**Problem to work on:** Two lines in the data below mark the range: the one with "let reply = icmpv6::echo_reply::EchoReplyPacket::new(bytes)?;" and the one with "reply[0] = match". Return both, along with every line between them, exactly.

**Records to process:**
'''
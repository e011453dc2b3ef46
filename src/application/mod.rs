//! Application layer: the services that orchestrate the domain through its
//! ports.
//!
//! All services share one [`AutopayContext`]. Each call loads the records it
//! needs, applies a domain transition and saves the result; there is no
//! in-process cache to keep consistent.

pub mod lifecycle;
pub mod reconciliation;
pub mod registry;
pub mod scheduler;

use crate::domain::ports::{
    AuthorizationStoreRef, ClockRef, LoanBookRef, NotifierRef, PaymentOverrideStoreRef,
    PaymentProcessorRef, SettlementStoreRef, TransactionStoreRef,
};
use crate::settings::Settings;
use serde::Serialize;
use std::sync::Arc;

/// The ports and settings every service works with.
#[derive(Clone)]
pub struct AutopayContext {
    pub authorizations: AuthorizationStoreRef,
    pub transactions: TransactionStoreRef,
    pub settlements: SettlementStoreRef,
    pub loans: LoanBookRef,
    pub overrides: PaymentOverrideStoreRef,
    pub processor: PaymentProcessorRef,
    pub notifier: NotifierRef,
    pub clock: ClockRef,
    pub settings: Arc<Settings>,
}

/// Per-run counters of a sweep.
#[derive(Debug, Clone, Copy, Default, PartialEq, Eq, Serialize)]
pub struct SweepReport {
    pub examined: usize,
    pub acted: usize,
    pub skipped: usize,
    pub failed: usize,
}

impl SweepReport {
    pub fn absorb(&mut self, other: SweepReport) {
        self.examined += other.examined;
        self.acted += other.acted;
        self.skipped += other.skipped;
        self.failed += other.failed;
    }
}
use std::io::{self, IsTerminal};

use colored::*;
use pingwatch_common::network::host::Hostname;
use pingwatch_core::monitor::{Reporter, RunSummary};

/// Turns colors off when stdout is redirected.
pub fn initialize() {
    if !io::stdout().is_terminal() {
        colored::control::set_override(false);
    }
}

pub fn prompt(msg: &str) {
    println!("{}", msg.bright_black());
}

/// Writes the run report to stdout.
pub struct TerminalReporter;

impl Reporter for TerminalReporter {
    fn pinging(&mut self, host: &Hostname) {
        println!("Pinging server: {}", host.as_str().bold());
    }

    fn responsive(&mut self, host: &Hostname) {
        println!("Server {} is responsive", host.as_str().green());
    }

    fn finished(&mut self, summary: &RunSummary) {
        let message: ColoredString = if summary.all_responsive() {
            summary.message().green().bold()
        } else {
            summary.message().yellow().bold()
        };
        println!("{}", message);
    }
}
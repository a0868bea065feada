use std::io;
use std::path::Path;

use anyhow::Context;
use pingwatch_common::config::Config;
use pingwatch_common::network::host::Hostname;
use pingwatch_core::{input, monitor, prober::IcmpProber};
use tracing::debug;

use crate::terminal::print::{self, TerminalReporter};

pub fn check(file: Option<&Path>, cfg: &Config) -> anyhow::Result<()> {
    let hosts: Vec<Hostname> = gather_hosts(file, cfg)?;
    debug!("Loaded {} servers", hosts.len());

    let mut prober = IcmpProber::new(cfg.probe);
    let mut reporter = TerminalReporter;
    monitor::run(&hosts, &mut prober, &mut reporter, cfg);
    Ok(())
}

fn gather_hosts(file: Option<&Path>, cfg: &Config) -> anyhow::Result<Vec<Hostname>> {
    match file {
        Some(path) => {
            input::read_hosts_from_file(path).context("Error reading servers from file")
        }
        None => {
            if !cfg.quiet {
                print::prompt(input::STDIN_PROMPT);
            }
            input::read_hosts(io::stdin().lock()).context("Error reading servers from stdin")
        }
    }
}
pub mod alert;
pub mod input;
pub mod monitor;
pub mod network;
pub mod prober;
pub mod echo;
pub mod transport;
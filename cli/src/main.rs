mod commands;
mod terminal;

use commands::{CommandLine, check};
use pingwatch_common::config::Config;
use terminal::{logging, print};

fn main() -> anyhow::Result<()> {
    let commands = CommandLine::parse_args();

    logging::init_logging();
    print::initialize();

    let cfg = Config {
        quiet: commands.quiet,
        ..Config::default()
    };

    check::check(commands.file.as_deref(), &cfg)
}
use std::io;
use std::net::IpAddr;
use std::time::Duration;

use pnet::packet::Packet;
use pnet::packet::icmp::IcmpPacket;
use pnet::packet::icmpv6::Icmpv6Packet;
use pnet::packet::ip::IpNextHeaderProtocols;
use pnet::transport::{
    self, TransportChannelType, TransportProtocol, TransportReceiver, TransportSender,
};

const TRANSPORT_BUFFER_SIZE: usize = 4096;
const CHANNEL_TYPE_ICMP: TransportChannelType =
    TransportChannelType::Layer4(TransportProtocol::Ipv4(IpNextHeaderProtocols::Icmp));
const CHANNEL_TYPE_ICMPV6: TransportChannelType =
    TransportChannelType::Layer4(TransportProtocol::Ipv6(IpNextHeaderProtocols::Icmpv6));

/// Sends raw echo packets and hands back whatever ICMP traffic arrives.
pub trait EchoTransport {
    fn send(&mut self, packet: &[u8], destination: IpAddr) -> io::Result<()>;

    /// Waits at most `timeout` for the next ICMP packet. `Ok(None)` means the
    /// wait elapsed without traffic.
    fn recv(&mut self, timeout: Duration) -> io::Result<Option<(Vec<u8>, IpAddr)>>;
}

#[derive(Debug, Clone, Copy, PartialEq, Eq)]
enum IcmpFamily {
    V4,
    V6,
}

/// Raw ICMP (or ICMPv6) socket pair. Needs root or `CAP_NET_RAW`.
pub struct IcmpChannel {
    family: IcmpFamily,
    tx: TransportSender,
    rx: TransportReceiver,
}

impl IcmpChannel {
    /// Opens a channel of the family matching `target`.
    pub fn open(target: &IpAddr) -> io::Result<Self> {
        let (family, channel_type) = match target {
            IpAddr::V4(_) => (IcmpFamily::V4, CHANNEL_TYPE_ICMP),
            IpAddr::V6(_) => (IcmpFamily::V6, CHANNEL_TYPE_ICMPV6),
        };
        let (tx, rx) = transport::transport_channel(TRANSPORT_BUFFER_SIZE, channel_type)?;
        Ok(Self { family, tx, rx })
    }
}

impl EchoTransport for IcmpChannel {
    fn send(&mut self, packet: &[u8], destination: IpAddr) -> io::Result<()> {
        let truncated = || io::Error::new(io::ErrorKind::InvalidInput, "truncated ICMP packet");
        match self.family {
            IcmpFamily::V4 => {
                let pkt = IcmpPacket::new(packet).ok_or_else(truncated)?;
                self.tx.send_to(pkt, destination)?;
            }
            IcmpFamily::V6 => {
                let pkt = Icmpv6Packet::new(packet).ok_or_else(truncated)?;
                self.tx.send_to(pkt, destination)?;
            }
        }
        Ok(())
    }

    fn recv(&mut self, timeout: Duration) -> io::Result<Option<(Vec<u8>, IpAddr)>> {
        match self.family {
            IcmpFamily::V4 => {
                let mut iter = transport::icmp_packet_iter(&mut self.rx);
                let received = iter.next_with_timeout(timeout)?;
                Ok(received.map(|(pkt, source)| (pkt.packet().to_vec(), source)))
            }
            IcmpFamily::V6 => {
                let mut iter = transport::icmpv6_packet_iter(&mut self.rx);
                let received = iter.next_with_timeout(timeout)?;
                Ok(received.map(|(pkt, source)| (pkt.packet().to_vec(), source)))
            }
        }
    }
}
use std::io;

use colored::*;
use tracing::{Event, Level, Subscriber};
use tracing_subscriber::EnvFilter;
use tracing_subscriber::fmt::FormatEvent;
use tracing_subscriber::fmt::format::{self, Writer};
use tracing_subscriber::registry::LookupSpan;

const DEFAULT_FILTER: &str = "info";
const OWN_TARGET_PREFIX: &str = "pingwatch";

/// Installs the global subscriber. Diagnostics go to stderr so stdout only
/// carries the per-server report.
pub fn init_logging() {
    let filter =
        EnvFilter::try_from_default_env().unwrap_or_else(|_| EnvFilter::new(DEFAULT_FILTER));

    tracing_subscriber::fmt()
        .with_env_filter(filter)
        .with_writer(io::stderr)
        .event_format(PingwatchFormatter)
        .init();
}

/// One line per event: a colored level symbol, then the message. Events raised
/// by dependencies (visible with `RUST_LOG=debug`) carry their target so they
/// can be told apart from our own diagnostics.
pub struct PingwatchFormatter;

impl<S, N> FormatEvent<S, N> for PingwatchFormatter
where
    S: Subscriber + for<'a> LookupSpan<'a>,
    N: for<'a> format::FormatFields<'a> + 'static,
{
    fn format_event(
        &self,
        ctx: &tracing_subscriber::fmt::FmtContext<'_, S, N>,
        mut writer: Writer<'_>,
        event: &Event<'_>,
    ) -> std::fmt::Result {
        let meta = event.metadata();
        let (symbol, color_func) = level_symbol(meta.level());

        write!(writer, "{} ", color_func(symbol.into()))?;
        if let Some(target) = foreign_target(meta.target()) {
            write!(writer, "{} ", format!("{target}:").dimmed())?;
        }

        ctx.field_format().format_fields(writer.by_ref(), event)?;

        writeln!(writer)
    }
}

fn level_symbol(level: &Level) -> (&'static str, fn(ColoredString) -> ColoredString) {
    match *level {
        Level::TRACE => ("[ ]", |s| s.dimmed()),
        Level::DEBUG => ("[?]", |s| s.blue()),
        Level::INFO => ("[+]", |s| s.green().bold()),
        Level::WARN => ("[*]", |s| s.yellow().bold()),
        Level::ERROR => ("[-]", |s| s.red().bold()),
    }
}

fn foreign_target(target: &str) -> Option<&str> {
    (!target.starts_with(OWN_TARGET_PREFIX)).then_some(target)
}
pub mod logging;
pub mod print;
//! Reachability probing.
//!
//! The run loop only talks to the [`Prober`] trait, so the real ICMP
//! implementation in [`icmp`] can be swapped for a stub in tests.

use std::io;

use pingwatch_common::network::{host::Hostname, probe::ProbeStats};
use thiserror::Error;

mod icmp;

pub use icmp::IcmpProber;

pub trait Prober {
    /// Runs one complete probe session against `host`.
    ///
    /// `Ok` carries the packet counters even when nothing came back; `Err`
    /// means the session could not be set up or broke off.
    fn probe(&mut self, host: &Hostname) -> Result<ProbeStats, ProbeError>;
}

#[derive(Debug, Error)]
pub enum ProbeError {
    #[error("failed to resolve {host}: {source}")]
    Resolve {
        host: Hostname,
        #[source]
        source: io::Error,
    },
    #[error("no address found for {host}")]
    NoAddress { host: Hostname },
    #[error("failed to open raw ICMP socket: {0}")]
    Channel(#[source] io::Error),
    #[error("failed to build echo request")]
    Packet,
    #[error("failed to send echo request: {0}")]
    Send(#[source] io::Error),
    #[error("failed to receive echo reply: {0}")]
    Receive(#[source] io::Error),
}

impl ProbeError {
    /// True when the session never started (resolution, socket or packet setup).
    pub fn is_setup(&self) -> bool {
        matches!(
            self,
            ProbeError::Resolve { .. }
                | ProbeError::NoAddress { .. }
                | ProbeError::Channel(_)
                | ProbeError::Packet
        )
    }

    pub fn is_permission_denied(&self) -> bool {
        matches!(self, ProbeError::Channel(e) if e.kind() == io::ErrorKind::PermissionDenied)
    }
}
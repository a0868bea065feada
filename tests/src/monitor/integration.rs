#![cfg(test)]
use std::io::Cursor;

use pingwatch_common::config::ALERT_LOG_FILE;
use pingwatch_common::network::host::Hostname;
use pingwatch_core::input;
use pingwatch_core::monitor::{self, ALL_RESPONSIVE, SOME_UNRESPONSIVE};

use crate::support::{CapturedOutput, StubProber, config, read_log};

/// File with a blank line between two hosts, one of which never answers.
#[test]
fn file_input_with_one_unresponsive_host() {
    let dir = tempfile::tempdir().unwrap();
    let servers = dir.path().join("servers.txt");
    std::fs::write(&servers, "alpha.example\n\nbeta.example\n").unwrap();
    let log_path = dir.path().join(ALERT_LOG_FILE);
    let cfg = config(&log_path, false);

    let hosts: Vec<Hostname> = input::read_hosts_from_file(&servers).unwrap();
    let names: Vec<&str> = hosts.iter().map(Hostname::as_str).collect();
    assert_eq!(names, ["alpha.example", "beta.example"]);

    let mut prober = StubProber::default()
        .responsive("alpha.example")
        .unresponsive("beta.example");
    let mut output = CapturedOutput::default();
    let summary = monitor::run(&hosts, &mut prober, &mut output, &cfg);

    assert_eq!(summary.unresponsive, [Hostname::parse("beta.example").unwrap()]);
    assert_eq!(
        output.lines,
        [
            "Pinging server: alpha.example",
            "Server alpha.example is responsive",
            "Pinging server: beta.example",
            SOME_UNRESPONSIVE,
        ]
    );
    assert!(output.lines.last().unwrap().starts_with("Some servers are unresponsive"));

    let log = read_log(&log_path);
    assert_eq!(log.len(), 1);
    assert!(log[0].starts_with("ALERT: "));
    assert!(log[0].contains("beta.example"));
    assert!(!log[0].contains("alpha.example"));
}

#[test]
fn empty_input_reports_all_responsive() {
    let dir = tempfile::tempdir().unwrap();
    let log_path = dir.path().join(ALERT_LOG_FILE);
    let cfg = config(&log_path, false);

    let hosts = input::read_hosts(Cursor::new("")).unwrap();
    assert!(hosts.is_empty());

    let mut prober = StubProber::default();
    let mut output = CapturedOutput::default();
    let summary = monitor::run(&hosts, &mut prober, &mut output, &cfg);

    assert!(summary.unresponsive.is_empty());
    assert_eq!(output.lines, [ALL_RESPONSIVE]);
    assert!(read_log(&log_path).is_empty());
}

#[test]
fn repeated_runs_keep_appending() {
    let dir = tempfile::tempdir().unwrap();
    let log_path = dir.path().join(ALERT_LOG_FILE);
    let cfg = config(&log_path, true);
    let hosts = input::read_hosts(Cursor::new("down.example\nup.example\n")).unwrap();

    let mut previous: usize = 0;
    for run in 1..=3 {
        let mut prober = StubProber::default()
            .unresponsive("down.example")
            .responsive("up.example");
        let mut output = CapturedOutput::default();
        monitor::run(&hosts, &mut prober, &mut output, &cfg);

        let log = read_log(&log_path);
        assert_eq!(log.len(), run);
        assert!(log.len() > previous);
        assert!(log.iter().all(|line| line.contains("Server down.example is unresponsive")));
        previous = log.len();
    }
}

#[test]
fn quiet_mode_keeps_alert_logging() {
    let dir = tempfile::tempdir().unwrap();
    let log_path = dir.path().join(ALERT_LOG_FILE);
    let cfg = config(&log_path, true);
    let hosts = input::read_hosts(Cursor::new("up.example\nmissing.example\n")).unwrap();

    let mut prober = StubProber::default().responsive("up.example");
    let mut output = CapturedOutput::default();
    let summary = monitor::run(&hosts, &mut prober, &mut output, &cfg);

    assert!(output.lines.is_empty());
    assert_eq!(summary.checked, 2);
    assert_eq!(summary.unresponsive, [Hostname::parse("missing.example").unwrap()]);

    let log = read_log(&log_path);
    assert_eq!(log.len(), 1);
    assert!(log[0].ends_with("Server missing.example is unresponsive"));
}

#[test]
fn unresponsive_hosts_map_one_to_one_onto_alert_lines() {
    let dir = tempfile::tempdir().unwrap();
    let log_path = dir.path().join(ALERT_LOG_FILE);
    let cfg = config(&log_path, false);
    let servers = Cursor::new("a.example\nb.example\na.example\nc.example\n");
    let hosts = input::read_hosts(servers).unwrap();

    let mut prober = StubProber::default()
        .unresponsive("a.example")
        .responsive("b.example")
        .unresponsive("c.example");
    let mut output = CapturedOutput::default();
    let summary = monitor::run(&hosts, &mut prober, &mut output, &cfg);

    let log = read_log(&log_path);
    assert_eq!(log.len(), summary.unresponsive.len());
    for (line, host) in log.iter().zip(&summary.unresponsive) {
        assert!(line.ends_with(&format!("Server {host} is unresponsive")));
    }
    assert_eq!(summary.unresponsive.len(), 3);
}
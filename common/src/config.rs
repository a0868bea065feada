use std::path::PathBuf;
use std::time::Duration;

/// File every unresponsive host is appended to, relative to the working directory.
pub const ALERT_LOG_FILE: &str = "unresponsive_servers.log";

pub struct Config {
    /// Suppresses every non-error line on stdout.
    ///
    /// Does not stop alert lines from being written to the log file.
    pub quiet: bool,
    pub log_path: PathBuf,
    pub probe: ProbeSettings,
}

impl Default for Config {
    fn default() -> Self {
        Self {
            quiet: false,
            log_path: PathBuf::from(ALERT_LOG_FILE),
            probe: ProbeSettings::default(),
        }
    }
}

/// Parameters of a single probe session. Not exposed on the command line.
#[derive(Debug, Clone, Copy, PartialEq, Eq)]
pub struct ProbeSettings {
    /// Echo requests sent per session.
    pub count: u16,
    /// Upper bound for the whole session, sends and replies included.
    pub timeout: Duration,
    /// Pause between two consecutive echo requests.
    pub interval: Duration,
}

impl Default for ProbeSettings {
    fn default() -> Self {
        Self {
            count: 3,
            timeout: Duration::from_secs(5),
            interval: Duration::from_secs(1),
        }
    }
}
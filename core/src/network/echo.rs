//! ICMP and ICMPv6 echo packet construction and reply matching.

use std::net::IpAddr;

use pnet::packet::Packet;
use pnet::packet::icmp::{self, IcmpCode, IcmpPacket, IcmpTypes};
use pnet::packet::icmpv6::{self, Icmpv6Code, Icmpv6Types};

pub const ECHO_HDR_LEN: usize = 8;
pub const ECHO_PAYLOAD: &[u8; 16] = b"pingwatch-probe!";

/// Builds an echo request for the address family of `target`.
pub fn echo_request(target: &IpAddr, identifier: u16, sequence: u16) -> Option<Vec<u8>> {
    match target {
        IpAddr::V4(_) => echo_request_v4(identifier, sequence),
        IpAddr::V6(_) => echo_request_v6(identifier, sequence),
    }
}

fn echo_request_v4(identifier: u16, sequence: u16) -> Option<Vec<u8>> {
    let mut pkt = vec![0u8; ECHO_HDR_LEN + ECHO_PAYLOAD.len()];
    let mut echo = icmp::echo_request::MutableEchoRequestPacket::new(&mut pkt)?;

    echo.set_icmp_type(IcmpTypes::EchoRequest);
    echo.set_icmp_code(IcmpCode::new(0));
    echo.set_identifier(identifier);
    echo.set_sequence_number(sequence);
    echo.set_payload(ECHO_PAYLOAD);

    echo.set_checksum(0);
    let csm = icmp::checksum(&IcmpPacket::new(echo.packet())?);
    echo.set_checksum(csm);
    Some(pkt)
}

// The kernel fills in the ICMPv6 checksum on raw sockets.
fn echo_request_v6(identifier: u16, sequence: u16) -> Option<Vec<u8>> {
    let mut pkt = vec![0u8; ECHO_HDR_LEN + ECHO_PAYLOAD.len()];
    let mut echo = icmpv6::echo_request::MutableEchoRequestPacket::new(&mut pkt)?;

    echo.set_icmpv6_type(Icmpv6Types::EchoRequest);
    echo.set_icmpv6_code(Icmpv6Code::new(0));
    echo.set_identifier(identifier);
    echo.set_sequence_number(sequence);
    echo.set_payload(ECHO_PAYLOAD);
    echo.set_checksum(0);
    Some(pkt)
}

/// Returns the sequence number if `bytes` is an echo reply carrying `identifier`.
pub fn match_echo_reply(target: &IpAddr, bytes: &[u8], identifier: u16) -> Option<u16> {
    match target {
        IpAddr::V4(_) => {
            let reply = icmp::echo_reply::EchoReplyPacket::new(bytes)?;
            (reply.get_icmp_type() == IcmpTypes::EchoReply && reply.get_identifier() == identifier)
                .then(|| reply.get_sequence_number())
        }
        IpAddr::V6(_) => {
            let reply = icmpv6::echo_reply::EchoReplyPacket::new(bytes)?;
            (reply.get_icmpv6_type() == Icmpv6Types::EchoReply
                && reply.get_identifier() == identifier)
                .then(|| reply.get_sequence_number())
        }
    }
}

/// Rewrites an echo request into the reply a well-behaved peer would send.
#[cfg(test)]
pub(crate) fn reply_for(target: &IpAddr, request: &[u8]) -> Vec<u8> {
    let mut reply = request.to_vec();
    reply[0] = match target {
        IpAddr::V4(_) => IcmpTypes::EchoReply.0,
        IpAddr::V6(_) => Icmpv6Types::EchoReply.0,
    };
    reply
}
'''
**Written response:**
            let reply = icmpv6::echo_reply::EchoReplyPacket::new(bytes)?;
            (reply.get_icmpv6_type() == Icmpv6Types::EchoReply
                && reply.get_identifier() == identifier)
                .then(|| reply.get_sequence_number())
        }
    }
}

/// Rewrites an echo request into the reply a well-behaved peer would send.
#[cfg(test)]
pub(crate) fn reply_for(target: &IpAddr, request: &[u8]) -> Vec<u8> {
    let mut reply = request.to_vec();
    reply[0] = match target {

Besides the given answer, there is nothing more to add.